▶ WHAT IS NEEDED: Scan the records for the word "GeometryBackend". Return each line where it is found.

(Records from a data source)
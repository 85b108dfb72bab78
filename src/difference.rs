use geo::Geometry;

use crate::backend::{GeoBackend, GeometryBackend};
use crate::error::Result;

/// Spatial difference of two shapes, `a - b`.
#[derive(Debug, Clone, Default)]
pub struct Difference<B = GeoBackend> {
    backend: B,
}

impl<B: GeometryBackend> Difference<B> {
    pub fn new(backend: B) -> Self {
        Difference { backend }
    }

    pub fn exec(&self, a: &Geometry<f64>, b: &Geometry<f64>) -> Result<Geometry<f64>> {
        self.backend.difference(a, b)
    }

    pub fn exec_encoded(&self, a: &[u8], b: &[u8]) -> Result<Vec<u8>> {
        let a = self.backend.parse(a)?;
        let b = self.backend.parse(b)?;
        self.backend.serialize(&self.exec(&a, &b)?)
    }
}
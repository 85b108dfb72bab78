use geo::{Coord, Geometry, GeometryCollection, LineString, Polygon};
use log::warn;

use crate::chain::Chain;

/// Distinct vertices a closed chain needs before it is treated as a ring.
pub const MIN_RING_VERTICES: usize = 3;

/// Closed chains with enough distinct vertices become polygons, everything
/// else becomes a line string.
pub fn shape_chain(chain: &Chain) -> Geometry<f64> {
    match chain {
        Chain::Closed(coords) if has_distinct(coords, MIN_RING_VERTICES) => {
            Geometry::Polygon(Polygon::new(LineString::new(coords.clone()), vec![]))
        }
        Chain::Closed(coords) => {
            warn!(
                "Closed chain of {} coordinates is too short for a ring, keeping it as a line",
                coords.len()
            );
            Geometry::LineString(LineString::new(coords.clone()))
        }
        Chain::Open(coords) => Geometry::LineString(LineString::new(coords.clone())),
    }
}

/// Turns the chains of one invocation into its result value.
///
/// No chains gives `None`, a single chain is returned unwrapped and several
/// are collected in chain order.
pub fn shape<'a>(chains: impl IntoIterator<Item = &'a Chain>) -> Option<Geometry<f64>> {
    let mut geometries: Vec<Geometry<f64>> = chains.into_iter().map(shape_chain).collect();
    match geometries.len() {
        0 => None,
        1 => geometries.pop(),
        _ => Some(Geometry::GeometryCollection(GeometryCollection(geometries))),
    }
}

fn has_distinct(coords: &[Coord<f64>], wanted: usize) -> bool {
    let mut seen: Vec<Coord<f64>> = Vec::with_capacity(wanted);
    for coord in coords {
        if !seen.contains(coord) {
            seen.push(*coord);
            if seen.len() >= wanted {
                return true;
            }
        }
    }
    false
}
use thiserror::Error;

#[derive(Error, Debug)]
pub enum Error {
    #[error("I/O error: {0}")]
    Io(#[from] std::io::Error),

    #[error("GeoJSON error: {0}")]
    GeoJson(#[from] geojson::Error),

    #[error("JSON error: {0}")]
    Json(#[from] serde_json::Error),

    #[error("Unsupported geometry: expected {expected}, found {found}")]
    UnsupportedGeometry {
        expected: &'static str,
        found: &'static str,
    },

    #[error("Feature {index} has no property '{name}'")]
    MissingProperty { index: usize, name: String },

    #[error("Feature {index} has a property '{name}' that is neither an integer nor a string")]
    InvalidProperty { index: usize, name: String },

    #[error("Document does not contain a geometry")]
    NotAGeometry,
}

pub type Result<T> = std::result::Result<T, Error>;
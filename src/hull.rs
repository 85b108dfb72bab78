use geo::Geometry;

use crate::backend::{GeoBackend, GeometryBackend};
use crate::error::Result;
use crate::udf::{Accumulator, Algebraic};

/// Convex hull of one geometry or of a whole bag of them.
///
/// The hull of partial hulls is the hull of their union, which is what lets
/// the computation run as a tree of partial reductions.
#[derive(Debug, Clone, Default)]
pub struct ConvexHull<B = GeoBackend> {
    backend: B,
}

impl<B: GeometryBackend> ConvexHull<B> {
    pub fn new(backend: B) -> Self {
        ConvexHull { backend }
    }

    pub fn exec_one(&self, geometry: &Geometry<f64>) -> Geometry<f64> {
        self.backend.convex_hull(std::slice::from_ref(geometry))
    }

    /// Hull over the bag; an empty bag has no hull.
    pub fn exec(&self, bag: &[Geometry<f64>]) -> Option<Geometry<f64>> {
        if bag.is_empty() {
            return None;
        }
        Some(self.backend.convex_hull(bag))
    }

    /// [`ConvexHull::exec`] over encoded geometries.
    pub fn exec_encoded<G: AsRef<[u8]>>(&self, bag: &[G]) -> Result<Option<Vec<u8>>> {
        let geometries = bag
            .iter()
            .map(|encoded| self.backend.parse(encoded.as_ref()))
            .collect::<Result<Vec<_>>>()?;
        self.exec(&geometries)
            .map(|hull| self.backend.serialize(&hull))
            .transpose()
    }
}

impl<B: GeometryBackend> Algebraic for ConvexHull<B> {
    type Record = Geometry<f64>;
    type Partial = Geometry<f64>;
    type Output = Geometry<f64>;

    fn initial(&self, bag: &[Geometry<f64>]) -> Option<Geometry<f64>> {
        bag.first().cloned()
    }

    fn intermediate(&self, partials: Vec<Geometry<f64>>) -> Option<Geometry<f64>> {
        self.exec(&partials)
    }

    fn finalize(&self, partials: Vec<Geometry<f64>>) -> Option<Geometry<f64>> {
        self.exec(&partials)
    }
}

/// Running hull of a group, folded one bag at a time.
#[derive(Debug, Clone, Default)]
pub struct HullAccumulator<B = GeoBackend> {
    hull: ConvexHull<B>,
    partial: Option<Geometry<f64>>,
}

impl<B: GeometryBackend> HullAccumulator<B> {
    pub fn new(backend: B) -> Self {
        HullAccumulator {
            hull: ConvexHull::new(backend),
            partial: None,
        }
    }
}

impl<B: GeometryBackend> Accumulator for HullAccumulator<B> {
    type Batch = Vec<Geometry<f64>>;
    type Output = Geometry<f64>;

    fn accumulate(&mut self, mut batch: Vec<Geometry<f64>>) {
        if let Some(partial) = self.partial.take() {
            batch.push(partial);
        }
        self.partial = self.hull.exec(&batch);
    }

    fn current_value(&self) -> Option<Geometry<f64>> {
        self.partial.clone()
    }

    fn reset(&mut self) {
        self.partial = None;
    }
}
//! Entry points a dataflow engine drives besides the plain one-shot call.

/// Folds batches of one group into a running result.
///
/// The state lives in the implementing value, owned by whoever drives the
/// group. `reset` returns it to the state of a fresh value.
pub trait Accumulator {
    type Batch;
    type Output;

    fn accumulate(&mut self, batch: Self::Batch);

    /// Result over everything accumulated since the last reset, or `None`
    /// if nothing has been accumulated.
    fn current_value(&self) -> Option<Self::Output>;

    fn reset(&mut self);
}

/// A function that can be evaluated as a tree of partial reductions.
///
/// `initial` runs on the leaves, `intermediate` merges partials into a new
/// partial any number of times and `finalize` merges the last layer into the
/// result.
pub trait Algebraic {
    type Record;
    type Partial;
    type Output;

    fn initial(&self, bag: &[Self::Record]) -> Option<Self::Partial>;

    fn intermediate(&self, partials: Vec<Self::Partial>) -> Option<Self::Partial>;

    fn finalize(&self, partials: Vec<Self::Partial>) -> Option<Self::Output>;
}
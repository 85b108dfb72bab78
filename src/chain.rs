use std::collections::VecDeque;
use std::hash::Hash;

use geo::Coord;
use log::{debug, trace};

use crate::segment::{EndpointIndex, Segment};

/// An assembled path, tagged by whether it returned to its starting endpoint.
#[derive(Debug, Clone, PartialEq)]
pub enum Chain {
    Open(Vec<Coord<f64>>),
    Closed(Vec<Coord<f64>>),
}

impl Chain {
    pub fn into_coords(self) -> Vec<Coord<f64>> {
        match self {
            Chain::Open(coords) | Chain::Closed(coords) => coords,
        }
    }

    pub fn is_closed(&self) -> bool {
        matches!(self, Chain::Closed(_))
    }
}

/// One connected group of segments together with the path they form.
#[derive(Debug, Clone, PartialEq)]
pub struct Assembly<Id> {
    pub chain: Chain,
    pub head_id: Id,
    pub tail_id: Id,
    /// Positions of the consumed segments, in path order from head to tail.
    pub members: Vec<usize>,
}

impl<Id> Assembly<Id> {
    /// The assembled path as a segment of its own, labelled by its open ends.
    pub fn into_segment(self) -> Segment<Id> {
        Segment {
            start_id: self.head_id,
            end_id: self.tail_id,
            coords: self.chain.into_coords(),
        }
    }
}

/// Chains segments together through shared endpoint ids.
///
/// Seeds are taken in input order. From each seed the path is extended at its
/// tail and then at its head, each time consuming the first unvisited segment
/// listed under the open endpoint, in whichever orientation matches. Where more
/// than two segments meet, the ones not picked start chains of their own.
/// Self-loops always form a chain on their own.
///
/// Every segment ends up in exactly one assembly.
pub fn assemble<Id: Eq + Hash + Clone>(segments: &[Segment<Id>]) -> Vec<Assembly<Id>> {
    let index = EndpointIndex::build(segments);
    let mut visited = Vec::new();
    let mut assemblies = Vec::new();
    assemble_from(segments, &index, &mut visited, 0, &mut assemblies);
    assemblies
}

/// Runs the seed loop of [`assemble`] from position `first_seed` on, adding
/// to `assemblies`.
///
/// `index` must list exactly `segments`, and `visited` marks the segments
/// already consumed by `assemblies`; it grows to cover new segments.
pub(crate) fn assemble_from<Id: Eq + Hash + Clone>(
    segments: &[Segment<Id>],
    index: &EndpointIndex<Id>,
    visited: &mut Vec<bool>,
    first_seed: usize,
    assemblies: &mut Vec<Assembly<Id>>,
) {
    visited.resize(segments.len(), false);

    for seed in first_seed..segments.len() {
        if visited[seed] {
            continue;
        }
        assemblies.push(walk(segments, index, visited, seed));
    }

    debug!(
        "Assembled {} segments into {} chains ({} closed)",
        segments.len(),
        assemblies.len(),
        assemblies.iter().filter(|a| a.chain.is_closed()).count()
    );
}

/// Grows one chain from `seed`, marking what it consumes.
fn walk<Id: Eq + Hash + Clone>(
    segments: &[Segment<Id>],
    index: &EndpointIndex<Id>,
    visited: &mut [bool],
    seed: usize,
) -> Assembly<Id> {
    visited[seed] = true;

    let segment = &segments[seed];
    let mut path: VecDeque<Coord<f64>> = segment.coords.iter().copied().collect();
    let mut members = VecDeque::from([seed]);
    let mut head_id = segment.start_id.clone();
    let mut tail_id = segment.end_id.clone();

    if !segment.is_self_loop() {
        while let Some((next, at_start)) = next_unvisited(segments, index, visited, &tail_id) {
            visited[next] = true;
            let piece = &segments[next];
            trace!("Appending segment {} to chain seeded by {}", next, seed);
            if at_start {
                append(&mut path, piece.coords.iter().copied());
                tail_id = piece.end_id.clone();
            } else {
                append(&mut path, piece.coords.iter().rev().copied());
                tail_id = piece.start_id.clone();
            }
            members.push_back(next);
        }

        while let Some((next, at_start)) = next_unvisited(segments, index, visited, &head_id) {
            visited[next] = true;
            let piece = &segments[next];
            trace!("Prepending segment {} to chain seeded by {}", next, seed);
            if at_start {
                // The piece must end at the head, so walk it backwards.
                prepend(&mut path, piece.coords.iter().rev().copied());
                head_id = piece.end_id.clone();
            } else {
                prepend(&mut path, piece.coords.iter().copied());
                head_id = piece.start_id.clone();
            }
            members.push_front(next);
        }
    }

    let coords: Vec<Coord<f64>> = path.into_iter().collect();
    let chain = if head_id == tail_id {
        Chain::Closed(coords)
    } else {
        Chain::Open(coords)
    };
    Assembly {
        chain,
        head_id,
        tail_id,
        members: members.into_iter().collect(),
    }
}

/// First unvisited, non-self-loop segment touching `id`, and whether it
/// touches with its start.
fn next_unvisited<Id: Eq + Hash + Clone>(
    segments: &[Segment<Id>],
    index: &EndpointIndex<Id>,
    visited: &[bool],
    id: &Id,
) -> Option<(usize, bool)> {
    index
        .touching(id)
        .iter()
        .copied()
        .find(|&position| !visited[position] && !segments[position].is_self_loop())
        .map(|position| (position, segments[position].start_id == *id))
}

/// Appends `piece` to the back of the path, writing a shared joint once.
fn append(path: &mut VecDeque<Coord<f64>>, piece: impl Iterator<Item = Coord<f64>>) {
    let mut piece = piece.peekable();
    if path.back().is_some() && path.back() == piece.peek() {
        piece.next();
    }
    path.extend(piece);
}

/// Prepends `piece` so that it ends where the path starts. `piece` yields
/// coordinates from its far end towards the joint; the joint is written once.
fn prepend(path: &mut VecDeque<Coord<f64>>, piece: impl DoubleEndedIterator<Item = Coord<f64>>) {
    let mut piece = piece.rev().peekable();
    if path.front().is_some() && path.front() == piece.peek() {
        piece.next();
    }
    for coord in piece {
        path.push_front(coord);
    }
}
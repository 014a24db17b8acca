//! Validation of a single `input` or `output` entry

use crate::{
    dtype::DataType,
    error::{ConfigError, Result},
    shape::{ShapeResolver, DYNAMIC_DIM},
};
use serde::{Deserialize, Serialize};
use serde_json::Value;
use std::fmt;

/// Which configuration array an entry belongs to
#[derive(Debug, Clone, Copy, PartialEq, Eq, Hash, Serialize, Deserialize)]
#[serde(rename_all = "lowercase")]
pub enum IoKind {
    Input,
    Output,
}

impl IoKind {
    /// Key of the array holding entries of this kind
    #[must_use]
    pub fn config_key(self) -> &'static str {
        match self {
            Self::Input => "input",
            Self::Output => "output",
        }
    }
}

impl fmt::Display for IoKind {
    fn fmt(&self, f: &mut fmt::Formatter<'_>) -> fmt::Result {
        f.write_str(self.config_key())
    }
}

/// Normalized description of one input or output tensor
#[derive(Debug, Clone, PartialEq, Eq, Serialize, Deserialize)]
pub struct IoAttribute {
    /// Element type
    pub data_type: DataType,
    /// Dimension sizes, `-1` marks a dynamic dimension
    pub shape: Vec<i64>,
    /// Reserved ordinal, always zero
    pub order_index: u32,
}

impl IoAttribute {
    #[must_use]
    pub fn new(data_type: DataType, shape: Vec<i64>) -> Self {
        Self {
            data_type,
            shape,
            order_index: 0,
        }
    }

    #[must_use]
    pub fn rank(&self) -> usize {
        self.shape.len()
    }

    /// True if any dimension is only known at request time
    #[must_use]
    pub fn has_dynamic_dims(&self) -> bool {
        self.shape.contains(&DYNAMIC_DIM)
    }

    /// Number of elements for a fully static shape, `None` if any dimension
    /// is dynamic or the product overflows
    #[must_use]
    pub fn element_count(&self) -> Option<i64> {
        if self.has_dynamic_dims() {
            return None;
        }
        self.shape
            .iter()
            .try_fold(1_i64, |acc, &dim| acc.checked_mul(dim))
    }
}

/// Turns one configuration entry into a `(name, IoAttribute)` pair
#[derive(Debug, Clone, Copy, Default)]
pub struct IoEntryValidator {
    shapes: ShapeResolver,
}

impl IoEntryValidator {
    #[must_use]
    pub fn new(shapes: ShapeResolver) -> Self {
        Self { shapes }
    }

    /// Validate entry `index` of the `kind` array
    ///
    /// No partial record is produced: the first failing field aborts the entry.
    ///
    /// # Errors
    /// - `ConfigError::Schema` for a non-object entry or a missing, mistyped or
    ///   empty `name` / `data_type`
    /// - `ConfigError::Convention` / `ConfigError::TypeResolution` from data
    ///   type resolution
    /// - `ConfigError::Schema` / `ConfigError::ShapeParse` from shape resolution
    pub fn validate(&self, kind: IoKind, index: usize, entry: &Value) -> Result<(String, IoAttribute)> {
        let location = format!("{kind}[{index}]");
        let object = entry
            .as_object()
            .ok_or_else(|| ConfigError::wrong_type(&location, "object", entry))?;

        let name = required_string(object, &location, "name")?;
        if name.is_empty() {
            return Err(ConfigError::schema(
                format!("{location}.name"),
                "name must not be empty",
            ));
        }

        let data_type_location = format!("{location}.data_type");
        let data_type_tag = required_string(object, &location, "data_type")?;
        let shape = self.shapes.resolve(object, &location)?;
        let data_type = DataType::from_config_tag(data_type_tag, &data_type_location)?;

        tracing::debug!(
            kind = %kind,
            index = index,
            name = %name,
            data_type = %data_type,
            shape = ?shape,
            "Validated configuration entry"
        );

        Ok((name.to_string(), IoAttribute::new(data_type, shape)))
    }
}

fn required_string<'a>(
    object: &'a serde_json::Map<String, Value>,
    location: &str,
    field: &str,
) -> Result<&'a str> {
    let field_location = format!("{location}.{field}");
    let value = object
        .get(field)
        .ok_or_else(|| ConfigError::missing_field(&field_location))?;
    value
        .as_str()
        .ok_or_else(|| ConfigError::wrong_type(&field_location, "string", value))
}
//! OneFlow model configuration checker
//!
//! Validates a model configuration document the same way the backend does at
//! model-load time and prints the resulting input/output description.

#[cfg(feature = "cli")]
use oneflow_backend::cli;

#[cfg(feature = "cli")]
fn main() -> anyhow::Result<()> {
    cli::main()
}

#[cfg(not(feature = "cli"))]
fn main() {
    panic!("CLI feature not enabled. Please rebuild with --features cli");
}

▶ OUTPUT OF THE EXERCISE:
use crate::backend::{GeoBackend, GeometryBackend};
impl<B: GeometryBackend> Difference<B> {
use crate::backend::{GeoBackend, GeometryBackend};
impl<B: GeometryBackend> ConvexHull<B> {
impl<B: GeometryBackend> Algebraic for ConvexHull<B> {
impl<B: GeometryBackend> HullAccumulator<B> {
impl<B: GeometryBackend> Accumulator for HullAccumulator<B> {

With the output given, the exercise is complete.